We went back for Hermana Dangerfield's appointment and she was fine.
The next day we went to where the shuttle picks people up at 2:55, after hosting some new missionaries in some thousand degree weather, and went to the foot doctor. There were 8 missionaries in the clinic throughout the time we were there. He took some x-rays of my foot to see if there was a stress fracture, which there wasn't. (Apparently some other bone had been fractured a long time ago though that we never noticed. Who knew. But that wasn't the problem) He said it is probably something with the soft tissue or something. No one really knows. But he gave me a prescription and some instructions to soak it in alternating hot and cold water half an hour twice a day (when I'm supposed to do that I haven't really worked out yet, I only have some time right before bed).
Then we got back and the health clinic was about to close so we ran up there and had them fax the prescription to the BYU health clinic and got some basins to put water in. We got on another shuttle to the place where they filled my prescription and then the shuttle never came to pick us up so we just walked back.
Anyways, that was my adventure of the week. Got to leave the MTC for a while, health clinic 8 times (I may have forgotten to write about a time but oh well) and yeah.

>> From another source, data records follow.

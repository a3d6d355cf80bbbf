//! Instruction decoding: raw code objects to instruction blocks.

use super::linetable::line_starts;
use super::marshal::{RawCode, Value};
use super::opcodes::{opname, EXTENDED_ARG, LOAD_CONST};
use super::PycError;
use crate::block::{CodeBlock, Instr};
use crate::pool::OpcodePool;
use rustc_hash::FxHashMap;

/// Decodes one code object (and, recursively, the code objects in its
/// consts) into a block tree.
///
/// Bytecode units are 2 bytes since 3.6; `EXTENDED_ARG` prefixes are emitted
/// as instructions of their own, exactly as the toolchain's disassembler
/// lists them, while still folding into the following instruction's argument
/// so nested code objects resolve through wide `LOAD_CONST` indices.
pub(crate) fn block_from_code(
    code: &RawCode,
    pool: &mut OpcodePool,
    depth: u32,
    max_depth: u32,
) -> Result<CodeBlock, PycError> {
    if depth >= max_depth {
        return Err(PycError::TooDeep { limit: max_depth });
    }
    if code.code.len() % 2 != 0 {
        return Err(PycError::OddCodeLength {
            len: code.code.len(),
        });
    }

    let starts: FxHashMap<u32, u32> = line_starts(&code.linetable, code.firstlineno)
        .into_iter()
        .collect();

    let mut instrs = Vec::with_capacity(code.code.len() / 2);
    let mut extended: u32 = 0;

    for (unit, pair) in code.code.chunks_exact(2).enumerate() {
        let offset = (unit * 2) as u32;
        let op = pair[0];
        let arg = (extended << 8) | pair[1] as u32;

        let name = opname(op).ok_or(PycError::UnknownOpcode { opcode: op, offset })?;
        let line = starts.get(&offset).copied();
        let mut instr = Instr::new(pool.intern(name), line);

        if op == EXTENDED_ARG {
            extended = arg;
            instrs.push(instr);
            continue;
        }
        extended = 0;

        if op == LOAD_CONST {
            let index = arg as usize;
            let value = code.consts.get(index).ok_or(PycError::BadConstIndex {
                index: arg,
                len: code.consts.len(),
            })?;
            if let Value::Code(nested) = value {
                instr.nested = Some(Box::new(block_from_code(
                    nested,
                    pool,
                    depth + 1,
                    max_depth,
                )?));
            }
        }

        instrs.push(instr);
    }

    Ok(CodeBlock::new(instrs))
}

#[cfg(test)]
mod tests {
    use super::*;
    use std::rc::Rc;

    fn raw(code: Vec<u8>, consts: Vec<Value>, linetable: Vec<u8>) -> RawCode {
        RawCode {
            code,
            consts,
            name: "<module>".to_owned(),
            firstlineno: 1,
            linetable,
        }
    }

    #[test]
    fn decodes_a_flat_unit() {
        // LOAD_CONST 0; RETURN_VALUE: one 4-byte range on line 1.
        let code = raw(vec![100, 0, 83, 0], vec![Value::None], vec![4, 0]);
        let mut pool = OpcodePool::new();
        let block = block_from_code(&code, &mut pool, 0, 64).expect("decode");

        assert_eq!(block.instrs.len(), 2);
        assert_eq!(pool.resolve(block.instrs[0].op), "LOAD_CONST");
        assert_eq!(block.instrs[0].line, Some(1));
        assert_eq!(pool.resolve(block.instrs[1].op), "RETURN_VALUE");
        assert_eq!(block.instrs[1].line, None);
    }

    #[test]
    fn nested_code_objects_become_nested_blocks() {
        let inner = raw(vec![124, 0, 83, 0], vec![], vec![4, 1]);
        let outer = raw(
            vec![100, 0, 132, 0, 90, 0, 83, 0],
            vec![Value::Code(Rc::new(inner)), Value::None],
            vec![8, 0],
        );

        let mut pool = OpcodePool::new();
        let block = block_from_code(&outer, &mut pool, 0, 64).expect("decode");
        assert_eq!(block.block_count(), 2);
        assert_eq!(block.instruction_count(), 6);

        let nested = block.instrs[0].nested.as_ref().expect("nested block");
        assert_eq!(pool.resolve(nested.instrs[0].op), "LOAD_FAST");
        assert_eq!(nested.instrs[0].line, Some(2));
    }

    #[test]
    fn extended_arg_folds_into_const_index() {
        // EXTENDED_ARG 1; LOAD_CONST 0 resolves const index 256.
        let mut consts: Vec<Value> = (0..256).map(|_| Value::None).collect();
        consts.push(Value::Bool(true));
        let code = raw(vec![144, 1, 100, 0, 83, 0], consts, vec![6, 0]);

        let mut pool = OpcodePool::new();
        let block = block_from_code(&code, &mut pool, 0, 64).expect("decode");
        assert_eq!(block.instrs.len(), 3);
        assert_eq!(pool.resolve(block.instrs[0].op), "EXTENDED_ARG");
    }

    #[test]
    fn extended_arg_out_of_range_const_errors() {
        let code = raw(vec![144, 1, 100, 0, 83, 0], vec![Value::None], vec![6, 0]);
        let err =
            block_from_code(&code, &mut OpcodePool::new(), 0, 64).expect_err("const index");
        assert!(matches!(err, PycError::BadConstIndex { index: 256, len: 1 }));
    }

    #[test]
    fn unknown_opcode_errors() {
        let code = raw(vec![0, 0], vec![], vec![2, 0]);
        let err = block_from_code(&code, &mut OpcodePool::new(), 0, 64).expect_err("opcode");
        assert!(matches!(
            err,
            PycError::UnknownOpcode {
                opcode: 0,
                offset: 0
            }
        ));
    }

    #[test]
    fn odd_code_length_errors() {
        let code = raw(vec![100], vec![], vec![]);
        let err = block_from_code(&code, &mut OpcodePool::new(), 0, 64).expect_err("length");
        assert!(matches!(err, PycError::OddCodeLength { len: 1 }));
    }

    #[test]
    fn nesting_limit_applies_to_code_objects() {
        let mut code = raw(vec![83, 0], vec![], vec![2, 0]);
        for _ in 0..5 {
            code = raw(
                vec![100, 0, 83, 0],
                vec![Value::Code(Rc::new(code))],
                vec![4, 0],
            );
        }
        let err = block_from_code(&code, &mut OpcodePool::new(), 0, 3).expect_err("depth");
        assert!(matches!(err, PycError::TooDeep { limit: 3 }));
    }
}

So for the fourth of July we went to a devotional of sorts where we sang some patriotic songs very loudly and then watched 17 Miracles. It was good but super sad. Then we went outside and watched Stadium of Fire from afar. Curfew was extended til 11. It was exciting. Unfortunately we were all super tired yesterday because of it. But oh well.

Our room is really crowded right now because half of the district ahead of us got extended because they are waiting for Visas. They got reassigned to Washington. There are 12 people in our tiny little room! Probably 13 on Tuesday. Ugh.
So today is Hermana Bryan's (our other teacher) last day with us. Her brother is coming home so she is going to Las Vegas for our last week. We got her a journal and are going to write nice stuff in it for her. Our last lesson with Camila (AKA Hermana Bryan) went really well. She is getting baptized (So is Everardo) and we asked her to share her testimony with us and she did; it was really powerful. Simple, but often those are more powerful than the elaborate ones.

I am really excited to finally start teaching real investigators! I cannot wait to get out into the field. I am sick of the MTC but I'm really going to miss my district. They are just like my family. But when I get out there I'll finally be living a real life, outside of the square mile of the MTC! That's exciting. But my testimony has been growing tons and my faith and trust in God has been as well. This is a fantastic experience for me and I'm working on enjoying every minute of it. It is a big challenge, but I'm learning so much and growing so fast! I never knew how much I could cram into my head in such a short amount of time without exploding. The only explanation is divine help.

I love the Gospel and I love teaching it! I can't wait to finally be teaching real people that actually don't know the truth. My Spanish is getting way better, I can understand pretty much the things that people say, and get a point across pretty well.

AHHH this is so exciting! I have to go though. Bye, love you all!